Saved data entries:
--*--

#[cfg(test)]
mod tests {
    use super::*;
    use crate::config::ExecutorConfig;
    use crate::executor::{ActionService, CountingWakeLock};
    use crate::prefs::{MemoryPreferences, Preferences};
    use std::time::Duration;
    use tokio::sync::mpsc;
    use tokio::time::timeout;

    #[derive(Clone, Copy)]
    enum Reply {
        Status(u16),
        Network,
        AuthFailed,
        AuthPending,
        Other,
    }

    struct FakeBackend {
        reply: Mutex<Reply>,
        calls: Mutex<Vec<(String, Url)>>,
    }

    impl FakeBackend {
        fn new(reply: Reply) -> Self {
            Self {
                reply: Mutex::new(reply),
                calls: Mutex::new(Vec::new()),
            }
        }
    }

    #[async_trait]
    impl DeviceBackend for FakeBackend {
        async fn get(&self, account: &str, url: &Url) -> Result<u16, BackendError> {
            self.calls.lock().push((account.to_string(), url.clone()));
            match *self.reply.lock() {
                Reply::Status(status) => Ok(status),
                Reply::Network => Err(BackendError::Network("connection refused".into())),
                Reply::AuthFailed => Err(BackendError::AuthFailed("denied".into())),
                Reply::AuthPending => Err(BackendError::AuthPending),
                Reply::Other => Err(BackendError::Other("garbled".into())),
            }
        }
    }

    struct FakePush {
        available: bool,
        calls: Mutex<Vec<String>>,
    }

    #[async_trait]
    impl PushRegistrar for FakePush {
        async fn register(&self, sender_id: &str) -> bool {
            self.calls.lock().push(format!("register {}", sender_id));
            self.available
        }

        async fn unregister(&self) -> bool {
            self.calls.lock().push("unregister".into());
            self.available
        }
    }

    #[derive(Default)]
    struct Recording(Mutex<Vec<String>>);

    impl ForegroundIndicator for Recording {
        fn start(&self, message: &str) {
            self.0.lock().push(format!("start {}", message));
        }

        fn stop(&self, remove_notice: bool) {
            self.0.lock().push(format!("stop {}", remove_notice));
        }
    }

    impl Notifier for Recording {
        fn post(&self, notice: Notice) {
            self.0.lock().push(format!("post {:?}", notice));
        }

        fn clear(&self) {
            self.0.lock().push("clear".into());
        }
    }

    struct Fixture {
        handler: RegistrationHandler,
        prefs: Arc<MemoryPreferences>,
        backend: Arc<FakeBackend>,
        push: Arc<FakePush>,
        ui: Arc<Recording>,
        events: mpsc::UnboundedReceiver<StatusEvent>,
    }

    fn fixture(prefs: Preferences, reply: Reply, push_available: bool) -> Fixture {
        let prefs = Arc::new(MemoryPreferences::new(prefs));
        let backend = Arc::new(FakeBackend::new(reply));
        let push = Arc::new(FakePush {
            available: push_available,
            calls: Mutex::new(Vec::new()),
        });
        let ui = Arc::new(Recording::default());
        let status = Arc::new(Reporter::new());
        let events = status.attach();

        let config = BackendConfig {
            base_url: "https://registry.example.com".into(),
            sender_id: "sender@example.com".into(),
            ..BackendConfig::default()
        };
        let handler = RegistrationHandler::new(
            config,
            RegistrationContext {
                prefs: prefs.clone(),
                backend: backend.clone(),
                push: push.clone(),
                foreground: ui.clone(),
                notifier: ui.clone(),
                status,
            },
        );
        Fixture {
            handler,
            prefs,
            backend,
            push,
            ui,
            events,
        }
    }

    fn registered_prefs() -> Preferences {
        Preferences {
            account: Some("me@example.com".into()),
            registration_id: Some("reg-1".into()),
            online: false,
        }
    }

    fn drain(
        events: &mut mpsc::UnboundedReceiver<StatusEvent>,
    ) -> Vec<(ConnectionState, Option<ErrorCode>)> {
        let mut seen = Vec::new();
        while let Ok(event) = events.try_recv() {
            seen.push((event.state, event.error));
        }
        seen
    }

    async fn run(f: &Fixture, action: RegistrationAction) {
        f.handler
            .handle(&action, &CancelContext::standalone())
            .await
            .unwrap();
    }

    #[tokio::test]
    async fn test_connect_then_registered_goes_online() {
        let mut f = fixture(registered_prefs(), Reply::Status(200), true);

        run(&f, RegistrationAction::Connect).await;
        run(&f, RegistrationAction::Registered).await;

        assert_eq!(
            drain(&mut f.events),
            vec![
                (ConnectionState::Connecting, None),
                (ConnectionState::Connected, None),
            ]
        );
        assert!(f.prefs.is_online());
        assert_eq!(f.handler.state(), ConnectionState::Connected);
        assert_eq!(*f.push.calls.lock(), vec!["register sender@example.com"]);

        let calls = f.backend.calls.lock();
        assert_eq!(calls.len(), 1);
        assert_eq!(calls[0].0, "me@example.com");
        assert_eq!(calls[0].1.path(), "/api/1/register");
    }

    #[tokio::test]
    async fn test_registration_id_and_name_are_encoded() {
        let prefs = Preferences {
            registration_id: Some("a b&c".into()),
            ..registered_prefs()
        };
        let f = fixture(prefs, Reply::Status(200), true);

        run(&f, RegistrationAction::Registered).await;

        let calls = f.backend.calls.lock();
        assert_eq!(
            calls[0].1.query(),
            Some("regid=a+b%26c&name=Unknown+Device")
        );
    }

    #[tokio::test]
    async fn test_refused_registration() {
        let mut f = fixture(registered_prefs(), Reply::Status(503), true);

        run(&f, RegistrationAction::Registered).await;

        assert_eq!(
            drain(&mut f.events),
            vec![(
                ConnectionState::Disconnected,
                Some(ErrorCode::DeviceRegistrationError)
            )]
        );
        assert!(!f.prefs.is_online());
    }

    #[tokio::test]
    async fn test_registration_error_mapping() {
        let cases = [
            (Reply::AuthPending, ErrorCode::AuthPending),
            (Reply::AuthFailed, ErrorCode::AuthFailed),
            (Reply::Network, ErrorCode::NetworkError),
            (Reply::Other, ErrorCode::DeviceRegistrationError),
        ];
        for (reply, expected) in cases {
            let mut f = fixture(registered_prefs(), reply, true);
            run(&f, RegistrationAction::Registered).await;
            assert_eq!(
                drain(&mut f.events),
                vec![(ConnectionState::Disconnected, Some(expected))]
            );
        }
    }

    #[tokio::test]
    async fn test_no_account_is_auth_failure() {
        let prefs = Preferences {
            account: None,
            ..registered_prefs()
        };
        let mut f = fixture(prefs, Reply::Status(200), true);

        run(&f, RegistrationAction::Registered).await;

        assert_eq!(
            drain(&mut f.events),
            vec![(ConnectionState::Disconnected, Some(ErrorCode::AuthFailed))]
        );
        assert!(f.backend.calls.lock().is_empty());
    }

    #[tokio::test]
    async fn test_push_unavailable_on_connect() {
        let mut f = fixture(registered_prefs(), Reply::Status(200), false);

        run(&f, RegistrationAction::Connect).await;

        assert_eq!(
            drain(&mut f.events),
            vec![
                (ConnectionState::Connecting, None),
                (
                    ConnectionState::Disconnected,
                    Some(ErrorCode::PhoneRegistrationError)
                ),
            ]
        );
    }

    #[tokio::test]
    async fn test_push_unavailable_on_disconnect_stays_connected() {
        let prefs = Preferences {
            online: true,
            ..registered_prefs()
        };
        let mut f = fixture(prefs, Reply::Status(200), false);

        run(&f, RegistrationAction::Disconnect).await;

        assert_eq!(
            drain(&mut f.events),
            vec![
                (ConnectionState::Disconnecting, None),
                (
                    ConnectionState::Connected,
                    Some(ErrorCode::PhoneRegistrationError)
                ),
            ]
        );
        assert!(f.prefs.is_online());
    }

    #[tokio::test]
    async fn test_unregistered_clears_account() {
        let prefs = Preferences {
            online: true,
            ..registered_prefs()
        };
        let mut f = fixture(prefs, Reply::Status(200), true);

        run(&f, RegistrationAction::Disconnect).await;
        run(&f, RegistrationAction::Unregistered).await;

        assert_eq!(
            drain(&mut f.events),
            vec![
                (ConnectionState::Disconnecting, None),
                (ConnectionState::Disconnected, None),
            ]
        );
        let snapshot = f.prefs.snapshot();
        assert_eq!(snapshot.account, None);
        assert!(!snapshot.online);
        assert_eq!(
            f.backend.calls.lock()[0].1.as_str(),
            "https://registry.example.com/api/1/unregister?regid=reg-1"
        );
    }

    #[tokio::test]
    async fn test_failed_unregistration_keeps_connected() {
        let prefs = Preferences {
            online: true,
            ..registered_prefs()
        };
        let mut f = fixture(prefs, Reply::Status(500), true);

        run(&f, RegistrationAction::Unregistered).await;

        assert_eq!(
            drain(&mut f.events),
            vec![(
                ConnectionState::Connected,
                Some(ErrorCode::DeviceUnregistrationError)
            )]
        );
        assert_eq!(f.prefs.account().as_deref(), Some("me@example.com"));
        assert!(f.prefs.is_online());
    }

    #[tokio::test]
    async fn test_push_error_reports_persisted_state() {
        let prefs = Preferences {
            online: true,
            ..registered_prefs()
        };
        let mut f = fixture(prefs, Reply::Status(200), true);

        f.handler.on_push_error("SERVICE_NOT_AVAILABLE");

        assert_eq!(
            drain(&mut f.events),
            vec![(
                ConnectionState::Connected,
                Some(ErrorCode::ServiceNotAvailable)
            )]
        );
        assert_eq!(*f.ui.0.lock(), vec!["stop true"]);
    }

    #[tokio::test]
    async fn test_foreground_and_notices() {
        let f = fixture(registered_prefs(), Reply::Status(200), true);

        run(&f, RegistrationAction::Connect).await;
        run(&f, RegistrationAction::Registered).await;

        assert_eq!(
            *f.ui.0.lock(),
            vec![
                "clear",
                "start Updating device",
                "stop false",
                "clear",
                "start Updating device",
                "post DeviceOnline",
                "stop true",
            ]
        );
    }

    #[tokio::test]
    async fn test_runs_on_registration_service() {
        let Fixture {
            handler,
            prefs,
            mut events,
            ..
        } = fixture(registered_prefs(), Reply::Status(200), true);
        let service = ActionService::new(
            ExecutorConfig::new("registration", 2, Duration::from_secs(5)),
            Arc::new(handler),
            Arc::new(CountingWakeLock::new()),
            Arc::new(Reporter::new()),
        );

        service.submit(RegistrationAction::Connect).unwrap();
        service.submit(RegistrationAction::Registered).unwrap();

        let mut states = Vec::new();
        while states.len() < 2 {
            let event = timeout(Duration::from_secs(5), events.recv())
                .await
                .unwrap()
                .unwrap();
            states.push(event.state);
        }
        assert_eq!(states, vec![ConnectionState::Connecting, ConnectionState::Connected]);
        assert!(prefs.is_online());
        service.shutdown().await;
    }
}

--*--

* Work order *
Filter on the word "ExecutorConfig": copy each matching line from the entries above.

* Output below *
    use crate::config::ExecutorConfig;
            ExecutorConfig::new("registration", 2, Duration::from_secs(5)),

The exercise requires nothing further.